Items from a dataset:

* * *

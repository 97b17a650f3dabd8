//! Summarize what is known about a host: entity details from heartbeat
//! and network topology, related alerts, investigation bookmarks, and
//! (for Azure hosts, when the provider is configured) resource API detail.

use tracing::debug;

use casebook_core::cache::SessionCache;
use casebook_core::display::NotebookOutput;
use casebook_core::error::{NotebookletError, ProviderError};
use casebook_core::notebooklet::{
    resolve_options, Notebooklet, NotebookletMetadata, NotebookletResult, OptionDoc, RunRequest,
};
use casebook_core::providers::{DataProviders, QueryArgs, PROVIDER_QUERY};
use casebook_core::timespan::Timespan;
use casebook_core::types::{Entity, EntityType, HostEntity, TableData};
use casebook_core::Result;

use crate::nblib::alert::{alert_timeline, fetch_related_alerts, AlertCache};
use crate::nblib::azure::{azure_api_details, AzureApiCache};
use crate::nblib::host::{get_az_net_topology, get_heartbeat, verify_host_name};
use crate::nblib::iptools::{ti_results_for_host, TiCache};
use crate::nblib::queries;

/// Construct a [`HostSummary`] bound to a provider set.
pub fn factory(providers: &DataProviders) -> Result<Box<dyn Notebooklet>> {
    Ok(Box::new(HostSummary::new(providers)?))
}

/// Host summary notebooklet.
pub struct HostSummary {
    metadata: NotebookletMetadata,
    providers: DataProviders,
    alert_cache: AlertCache,
    bookmark_cache: SessionCache<(String, Timespan), TableData>,
    azure_cache: AzureApiCache,
    ti_cache: TiCache,
    last_result: Option<NotebookletResult>,
}

impl HostSummary {
    pub fn declared_metadata() -> NotebookletMetadata {
        NotebookletMetadata {
            name: "HostSummary".into(),
            module_path: "host.host_summary".into(),
            description: "Host summary: entity details, related alerts, and \
                          investigation bookmarks for a host"
                .into(),
            category: "host".into(),
            keywords: [
                "host",
                "computer",
                "heartbeat",
                "windows",
                "linux",
                "azure",
                "alerts",
                "bookmarks",
            ]
            .iter()
            .map(|k| k.to_string())
            .collect(),
            entity_types: vec![EntityType::Host],
            options: vec![
                OptionDoc::new(
                    "heartbeat",
                    "Query the latest heartbeat record for the host.",
                    true,
                ),
                OptionDoc::new(
                    "azure_net",
                    "Query network topology records for the host.",
                    true,
                ),
                OptionDoc::new("alerts", "Query alerts related to the host.", true),
                OptionDoc::new(
                    "bookmarks",
                    "Query investigation bookmarks related to the host.",
                    true,
                ),
                OptionDoc::new(
                    "azure_api",
                    "Query the resource API for Azure VM details.",
                    false,
                ),
                OptionDoc::new(
                    "ti",
                    "Look up threat intelligence for the host's IP addresses.",
                    false,
                ),
            ],
            req_providers: vec![PROVIDER_QUERY.to_string()],
        }
    }

    pub fn new(providers: &DataProviders) -> Result<Self> {
        let metadata = Self::declared_metadata();
        providers.require(&metadata.req_providers, &metadata.name)?;
        Ok(Self {
            metadata,
            providers: providers.clone(),
            alert_cache: AlertCache::new(),
            bookmark_cache: SessionCache::new(),
            azure_cache: AzureApiCache::new(),
            ti_cache: TiCache::new(),
            last_result: None,
        })
    }

    /// A browsable view over the alerts in the last result, if any.
    pub fn browse_alerts(&self) -> Option<TableData> {
        self.last_result
            .as_ref()
            .and_then(crate::nblib::alert::browse_alerts)
    }

    /// Drop all memoized fetches so the next run hits the providers.
    pub fn reset_cache(&mut self) {
        self.alert_cache.clear();
        self.bookmark_cache.clear();
        self.azure_cache.clear();
        self.ti_cache.clear();
    }

    fn fetch_bookmarks(
        &mut self,
        output: &NotebookOutput,
        timespan: &Timespan,
        host_name: &str,
    ) -> std::result::Result<TableData, ProviderError> {
        output.data_wait("Bookmarks");
        let providers = &self.providers;
        self.bookmark_cache
            .get_or_try_insert_with((host_name.to_string(), *timespan), || {
                let mut args = QueryArgs::new();
                args.insert("entity_id".into(), host_name.to_string());
                let bookmarks = providers.query_provider().run_query(
                    queries::ENTITY_BOOKMARKS,
                    timespan,
                    &args,
                )?;
                if bookmarks.is_empty() {
                    output.markdown("No bookmarks found.");
                } else {
                    output.markdown(&format!(
                        "{} investigation bookmarks found for this host.",
                        bookmarks.len()
                    ));
                }
                Ok(bookmarks)
            })
    }
}

impl Notebooklet for HostSummary {
    fn metadata(&self) -> &NotebookletMetadata {
        &self.metadata
    }

    fn run(&mut self, request: RunRequest) -> Result<NotebookletResult> {
        let options = resolve_options(&self.metadata, request.options.as_deref())?;
        let value = request
            .value
            .as_deref()
            .ok_or(NotebookletError::MissingParameter {
                name: "value".into(),
            })?;
        let timespan = request
            .timespan
            .ok_or(NotebookletError::MissingParameter {
                name: "timespan".into(),
            })?;
        let has = |name: &str| options.iter().any(|o| o == name);
        let output = self.providers.output().with_run_silent(request.silent);

        let mut result =
            NotebookletResult::new(self.metadata.description.clone(), Some(timespan));

        let verif = verify_host_name(&self.providers, value, &timespan)?;
        if !verif.host_names.is_empty() {
            let message = format!("Could not obtain unique host name from {value}. Aborting.");
            output.markdown(&message);
            result.add_message(message);
            self.last_result = Some(result.clone());
            return Ok(result);
        }
        let host_name = match verif.host_name {
            Some(name) => name,
            None => {
                output.markdown(&format!(
                    "Could not find event records for host {value}. \
                     Results may be unreliable."
                ));
                value.to_string()
            }
        };

        let mut host_entity = HostEntity::new(&host_name);
        if has("heartbeat") {
            output.data_wait("Heartbeat");
            match get_heartbeat(&self.providers, &timespan, &host_name) {
                Ok(entity) => host_entity = entity,
                Err(err) => debug!(host = %host_name, error = %err, "Heartbeat lookup failed"),
            }
        }
        if has("azure_net") {
            output.data_wait("AzureNetworkAnalytics");
            if let Err(err) =
                get_az_net_topology(&self.providers, &timespan, &mut host_entity, &host_name)
            {
                debug!(host = %host_name, error = %err, "Network topology lookup failed");
            }
        }
        if has("azure_api") && host_entity.is_azure() {
            if let Some(provider) = self.providers.azure_data() {
                if let Some(details) =
                    azure_api_details(provider.as_ref(), &mut self.azure_cache, &host_entity)
                {
                    if let Some(azure) = host_entity.azure.as_mut() {
                        azure.subscription_details = Some(details.subscription_details);
                        azure.resource_details = Some(details.resource_details);
                    }
                }
            }
        }

        if has("ti") {
            if let Some(provider) = self.providers.ti_lookup() {
                output.data_wait("Threat intelligence");
                if let Some(ti) =
                    ti_results_for_host(provider.as_ref(), &mut self.ti_cache, &host_entity)
                {
                    result.set_table("ti_results", ti);
                }
            }
        }

        output.markdown(&format!("Host: {host_name}"));
        result.set_entity("host_entity", Entity::Host(host_entity));

        if has("alerts") {
            output.data_wait("Related alerts");
            match fetch_related_alerts(
                &self.providers,
                &mut self.alert_cache,
                &output,
                &timespan,
                "host_name",
                &host_name,
            ) {
                Ok(alerts) => {
                    if !alerts.is_empty() {
                        if let Some(plot) = alert_timeline(&output, &alerts) {
                            result.set_timeline("alert_timeline", plot);
                        }
                    }
                    result.set_table("related_alerts", alerts);
                }
                Err(err) => {
                    debug!(host = %host_name, error = %err, "Related alerts fetch failed")
                }
            }
        }

        if has("bookmarks") {
            match self.fetch_bookmarks(&output, &timespan, &host_name) {
                Ok(bookmarks) => result.set_table("related_bookmarks", bookmarks),
                Err(err) => debug!(host = %host_name, error = %err, "Bookmark fetch failed"),
            }
        }

        self.last_result = Some(result.clone());
        Ok(result)
    }

    fn last_result(&self) -> Option<&NotebookletResult> {
        self.last_result.as_ref()
    }
}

* * *

What the task requires: Go line by line through the data and copy any that contain "markdown".

Written solution:
                    output.markdown("No bookmarks found.");
                    output.markdown(&format!(
            output.markdown(&message);
                output.markdown(&format!(
        output.markdown(&format!("Host: {host_name}"));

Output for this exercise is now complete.